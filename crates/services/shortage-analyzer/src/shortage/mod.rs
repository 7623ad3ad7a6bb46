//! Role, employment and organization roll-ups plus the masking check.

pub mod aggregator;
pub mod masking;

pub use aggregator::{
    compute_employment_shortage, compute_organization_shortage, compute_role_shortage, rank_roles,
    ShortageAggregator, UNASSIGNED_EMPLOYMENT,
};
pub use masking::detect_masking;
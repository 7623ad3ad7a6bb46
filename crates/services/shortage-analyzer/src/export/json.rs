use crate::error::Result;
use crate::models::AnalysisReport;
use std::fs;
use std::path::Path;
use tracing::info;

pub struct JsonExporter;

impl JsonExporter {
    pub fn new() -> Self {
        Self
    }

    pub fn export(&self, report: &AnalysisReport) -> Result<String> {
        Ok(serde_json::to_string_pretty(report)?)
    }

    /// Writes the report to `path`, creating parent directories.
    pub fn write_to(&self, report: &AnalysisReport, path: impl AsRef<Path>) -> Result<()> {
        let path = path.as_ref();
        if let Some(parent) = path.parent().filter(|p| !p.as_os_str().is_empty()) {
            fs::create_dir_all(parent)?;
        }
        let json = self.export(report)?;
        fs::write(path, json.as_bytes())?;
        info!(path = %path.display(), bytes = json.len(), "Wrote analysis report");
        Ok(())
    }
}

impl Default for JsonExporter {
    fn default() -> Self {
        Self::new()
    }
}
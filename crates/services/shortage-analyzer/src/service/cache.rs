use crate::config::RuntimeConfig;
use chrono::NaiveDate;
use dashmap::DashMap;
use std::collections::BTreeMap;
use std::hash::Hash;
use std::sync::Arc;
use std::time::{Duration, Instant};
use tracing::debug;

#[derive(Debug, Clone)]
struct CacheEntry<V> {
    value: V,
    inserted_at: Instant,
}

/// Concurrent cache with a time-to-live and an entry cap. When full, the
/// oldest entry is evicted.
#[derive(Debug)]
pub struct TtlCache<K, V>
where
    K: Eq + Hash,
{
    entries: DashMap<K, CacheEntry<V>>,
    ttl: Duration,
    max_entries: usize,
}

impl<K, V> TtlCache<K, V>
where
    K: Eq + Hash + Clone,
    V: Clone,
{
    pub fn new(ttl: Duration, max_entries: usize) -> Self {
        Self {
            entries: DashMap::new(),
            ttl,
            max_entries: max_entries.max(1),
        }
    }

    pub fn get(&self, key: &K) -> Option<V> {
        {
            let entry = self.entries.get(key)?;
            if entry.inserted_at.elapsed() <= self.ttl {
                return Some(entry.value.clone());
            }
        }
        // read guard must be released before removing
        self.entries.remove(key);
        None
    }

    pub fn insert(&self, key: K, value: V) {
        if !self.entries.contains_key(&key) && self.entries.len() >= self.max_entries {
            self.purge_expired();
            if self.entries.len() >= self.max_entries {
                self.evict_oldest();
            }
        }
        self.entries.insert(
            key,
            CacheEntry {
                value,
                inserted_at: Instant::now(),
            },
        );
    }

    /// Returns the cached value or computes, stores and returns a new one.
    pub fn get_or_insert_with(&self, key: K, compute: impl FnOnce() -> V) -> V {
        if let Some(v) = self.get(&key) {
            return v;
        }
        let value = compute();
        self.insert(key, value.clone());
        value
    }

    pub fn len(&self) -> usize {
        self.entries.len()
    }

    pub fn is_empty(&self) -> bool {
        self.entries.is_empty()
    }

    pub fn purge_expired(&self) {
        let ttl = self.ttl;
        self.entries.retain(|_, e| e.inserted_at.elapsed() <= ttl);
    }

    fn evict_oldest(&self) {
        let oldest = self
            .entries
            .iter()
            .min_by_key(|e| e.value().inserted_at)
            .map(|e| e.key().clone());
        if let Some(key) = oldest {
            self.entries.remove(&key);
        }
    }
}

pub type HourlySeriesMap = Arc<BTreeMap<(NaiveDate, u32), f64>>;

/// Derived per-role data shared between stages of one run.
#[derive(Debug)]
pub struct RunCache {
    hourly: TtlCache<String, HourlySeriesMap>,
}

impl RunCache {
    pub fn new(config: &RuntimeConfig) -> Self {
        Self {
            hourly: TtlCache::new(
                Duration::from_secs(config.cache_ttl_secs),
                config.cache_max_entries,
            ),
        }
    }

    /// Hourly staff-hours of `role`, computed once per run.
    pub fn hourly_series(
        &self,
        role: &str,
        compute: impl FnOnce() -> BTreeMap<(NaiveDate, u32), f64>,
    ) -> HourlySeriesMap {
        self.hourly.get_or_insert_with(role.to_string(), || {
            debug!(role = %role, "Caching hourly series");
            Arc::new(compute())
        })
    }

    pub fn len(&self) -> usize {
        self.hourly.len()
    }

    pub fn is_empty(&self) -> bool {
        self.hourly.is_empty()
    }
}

· · · · ·

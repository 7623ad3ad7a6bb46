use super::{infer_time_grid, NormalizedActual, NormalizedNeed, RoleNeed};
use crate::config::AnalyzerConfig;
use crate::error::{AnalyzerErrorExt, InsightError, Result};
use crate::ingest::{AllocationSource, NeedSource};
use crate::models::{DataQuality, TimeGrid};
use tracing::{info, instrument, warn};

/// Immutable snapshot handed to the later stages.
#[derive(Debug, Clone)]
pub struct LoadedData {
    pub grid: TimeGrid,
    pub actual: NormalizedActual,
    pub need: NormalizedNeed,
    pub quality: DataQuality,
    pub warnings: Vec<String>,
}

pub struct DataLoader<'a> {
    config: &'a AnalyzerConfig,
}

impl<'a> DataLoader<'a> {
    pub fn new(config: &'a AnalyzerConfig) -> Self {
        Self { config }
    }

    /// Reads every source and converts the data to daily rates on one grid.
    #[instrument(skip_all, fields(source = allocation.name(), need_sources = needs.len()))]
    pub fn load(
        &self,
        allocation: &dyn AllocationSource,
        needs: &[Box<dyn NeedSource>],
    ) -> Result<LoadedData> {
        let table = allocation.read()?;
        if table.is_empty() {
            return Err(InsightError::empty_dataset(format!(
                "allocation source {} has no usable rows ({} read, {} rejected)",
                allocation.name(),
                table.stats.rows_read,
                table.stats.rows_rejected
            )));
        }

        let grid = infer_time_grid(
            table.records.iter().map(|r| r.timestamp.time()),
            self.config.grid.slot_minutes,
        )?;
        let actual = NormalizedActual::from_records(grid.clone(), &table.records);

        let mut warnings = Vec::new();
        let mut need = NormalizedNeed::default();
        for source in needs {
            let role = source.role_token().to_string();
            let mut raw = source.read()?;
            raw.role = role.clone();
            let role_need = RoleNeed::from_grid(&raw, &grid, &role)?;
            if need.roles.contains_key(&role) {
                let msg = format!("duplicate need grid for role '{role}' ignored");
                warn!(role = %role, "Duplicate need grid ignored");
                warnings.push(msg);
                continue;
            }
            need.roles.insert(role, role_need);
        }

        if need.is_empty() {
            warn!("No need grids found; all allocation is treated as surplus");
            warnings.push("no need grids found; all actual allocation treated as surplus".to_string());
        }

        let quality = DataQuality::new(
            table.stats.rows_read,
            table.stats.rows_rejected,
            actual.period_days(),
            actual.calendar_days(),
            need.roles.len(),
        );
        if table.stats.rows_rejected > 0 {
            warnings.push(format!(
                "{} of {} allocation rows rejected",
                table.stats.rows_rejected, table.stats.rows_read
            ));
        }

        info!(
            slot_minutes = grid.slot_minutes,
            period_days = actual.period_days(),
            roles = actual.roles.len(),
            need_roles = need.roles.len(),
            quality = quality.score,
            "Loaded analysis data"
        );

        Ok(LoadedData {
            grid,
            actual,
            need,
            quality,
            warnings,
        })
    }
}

· · · · ·

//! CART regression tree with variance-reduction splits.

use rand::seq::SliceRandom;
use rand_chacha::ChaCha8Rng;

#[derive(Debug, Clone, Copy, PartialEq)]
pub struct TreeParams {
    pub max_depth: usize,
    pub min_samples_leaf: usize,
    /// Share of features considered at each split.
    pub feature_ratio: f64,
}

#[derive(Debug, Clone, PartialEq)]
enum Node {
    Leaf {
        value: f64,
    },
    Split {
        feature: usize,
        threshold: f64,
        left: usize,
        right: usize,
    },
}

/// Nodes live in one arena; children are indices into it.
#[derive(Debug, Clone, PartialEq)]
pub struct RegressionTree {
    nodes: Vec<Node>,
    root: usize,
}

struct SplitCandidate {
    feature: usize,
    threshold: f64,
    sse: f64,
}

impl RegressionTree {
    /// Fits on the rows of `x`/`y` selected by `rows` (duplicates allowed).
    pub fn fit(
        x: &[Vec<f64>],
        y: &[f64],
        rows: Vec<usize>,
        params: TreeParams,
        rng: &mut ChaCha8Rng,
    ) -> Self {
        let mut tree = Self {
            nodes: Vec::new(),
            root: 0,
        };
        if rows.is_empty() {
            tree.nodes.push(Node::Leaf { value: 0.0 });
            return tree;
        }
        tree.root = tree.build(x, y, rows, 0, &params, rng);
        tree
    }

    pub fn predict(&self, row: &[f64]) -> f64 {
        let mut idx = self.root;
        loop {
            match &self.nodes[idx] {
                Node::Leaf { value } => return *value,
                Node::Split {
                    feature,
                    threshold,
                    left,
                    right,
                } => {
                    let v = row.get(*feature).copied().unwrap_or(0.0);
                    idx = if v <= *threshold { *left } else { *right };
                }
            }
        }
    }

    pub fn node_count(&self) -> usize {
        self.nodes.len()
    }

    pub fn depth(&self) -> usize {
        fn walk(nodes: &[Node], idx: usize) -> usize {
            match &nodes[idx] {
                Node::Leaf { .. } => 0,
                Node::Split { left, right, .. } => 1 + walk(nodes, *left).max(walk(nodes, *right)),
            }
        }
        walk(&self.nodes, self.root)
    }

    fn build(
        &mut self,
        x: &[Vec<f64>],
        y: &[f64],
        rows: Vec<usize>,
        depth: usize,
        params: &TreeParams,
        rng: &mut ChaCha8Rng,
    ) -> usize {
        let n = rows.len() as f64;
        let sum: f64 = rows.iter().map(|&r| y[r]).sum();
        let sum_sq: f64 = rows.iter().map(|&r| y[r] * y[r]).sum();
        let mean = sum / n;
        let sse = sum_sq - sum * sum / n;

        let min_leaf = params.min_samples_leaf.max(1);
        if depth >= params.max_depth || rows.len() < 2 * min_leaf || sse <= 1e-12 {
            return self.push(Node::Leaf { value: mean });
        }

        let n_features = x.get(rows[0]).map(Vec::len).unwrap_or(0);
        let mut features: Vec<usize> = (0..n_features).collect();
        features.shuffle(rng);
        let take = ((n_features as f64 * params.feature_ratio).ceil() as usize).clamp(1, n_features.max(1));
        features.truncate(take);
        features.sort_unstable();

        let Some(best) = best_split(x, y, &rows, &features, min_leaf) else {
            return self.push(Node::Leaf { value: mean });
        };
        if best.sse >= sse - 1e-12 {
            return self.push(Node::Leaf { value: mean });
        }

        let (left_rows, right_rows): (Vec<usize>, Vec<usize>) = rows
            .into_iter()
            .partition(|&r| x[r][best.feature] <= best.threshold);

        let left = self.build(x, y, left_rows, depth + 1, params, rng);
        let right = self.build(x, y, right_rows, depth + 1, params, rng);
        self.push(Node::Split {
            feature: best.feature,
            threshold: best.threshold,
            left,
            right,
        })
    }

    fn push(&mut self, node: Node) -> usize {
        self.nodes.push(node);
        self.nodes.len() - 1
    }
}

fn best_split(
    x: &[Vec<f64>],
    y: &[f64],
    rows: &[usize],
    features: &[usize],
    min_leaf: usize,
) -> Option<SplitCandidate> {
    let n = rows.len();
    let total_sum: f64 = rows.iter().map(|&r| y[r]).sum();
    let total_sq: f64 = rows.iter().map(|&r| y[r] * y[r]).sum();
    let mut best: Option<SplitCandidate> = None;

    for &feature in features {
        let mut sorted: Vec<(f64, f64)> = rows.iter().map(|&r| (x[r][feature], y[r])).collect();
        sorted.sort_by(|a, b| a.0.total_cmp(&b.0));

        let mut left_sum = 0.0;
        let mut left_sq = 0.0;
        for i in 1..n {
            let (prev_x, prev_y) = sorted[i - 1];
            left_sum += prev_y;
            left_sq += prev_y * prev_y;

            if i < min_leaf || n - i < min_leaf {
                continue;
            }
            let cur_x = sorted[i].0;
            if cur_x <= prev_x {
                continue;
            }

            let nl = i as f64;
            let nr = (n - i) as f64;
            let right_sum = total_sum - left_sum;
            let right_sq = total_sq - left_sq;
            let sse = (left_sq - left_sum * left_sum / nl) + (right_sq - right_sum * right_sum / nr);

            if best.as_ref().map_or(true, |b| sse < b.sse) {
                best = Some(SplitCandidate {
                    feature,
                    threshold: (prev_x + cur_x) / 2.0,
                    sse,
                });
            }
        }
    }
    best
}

· · · · ·

> **TASK**:
Beginning at the line above that contains "pub fn insert(&self, key: K, value: V)", return each line exactly through the line that contains "self.hourly.len()", and no others.

> **ANSWER TO THIS PROBLEM**:
    pub fn insert(&self, key: K, value: V) {
        if !self.entries.contains_key(&key) && self.entries.len() >= self.max_entries {
            self.purge_expired();
            if self.entries.len() >= self.max_entries {
                self.evict_oldest();
            }
        }
        self.entries.insert(
            key,
            CacheEntry {
                value,
                inserted_at: Instant::now(),
            },
        );
    }

    /// Returns the cached value or computes, stores and returns a new one.
    pub fn get_or_insert_with(&self, key: K, compute: impl FnOnce() -> V) -> V {
        if let Some(v) = self.get(&key) {
            return v;
        }
        let value = compute();
        self.insert(key, value.clone());
        value
    }

    pub fn len(&self) -> usize {
        self.entries.len()
    }

    pub fn is_empty(&self) -> bool {
        self.entries.is_empty()
    }

    pub fn purge_expired(&self) {
        let ttl = self.ttl;
        self.entries.retain(|_, e| e.inserted_at.elapsed() <= ttl);
    }

    fn evict_oldest(&self) {
        let oldest = self
            .entries
            .iter()
            .min_by_key(|e| e.value().inserted_at)
            .map(|e| e.key().clone());
        if let Some(key) = oldest {
            self.entries.remove(&key);
        }
    }
}

pub type HourlySeriesMap = Arc<BTreeMap<(NaiveDate, u32), f64>>;

/// Derived per-role data shared between stages of one run.
#[derive(Debug)]
pub struct RunCache {
    hourly: TtlCache<String, HourlySeriesMap>,
}

impl RunCache {
    pub fn new(config: &RuntimeConfig) -> Self {
        Self {
            hourly: TtlCache::new(
                Duration::from_secs(config.cache_ttl_secs),
                config.cache_max_entries,
            ),
        }
    }

    /// Hourly staff-hours of `role`, computed once per run.
    pub fn hourly_series(
        &self,
        role: &str,
        compute: impl FnOnce() -> BTreeMap<(NaiveDate, u32), f64>,
    ) -> HourlySeriesMap {
        self.hourly.get_or_insert_with(role.to_string(), || {
            debug!(role = %role, "Caching hourly series");
            Arc::new(compute())
        })
    }

    pub fn len(&self) -> usize {
        self.hourly.len()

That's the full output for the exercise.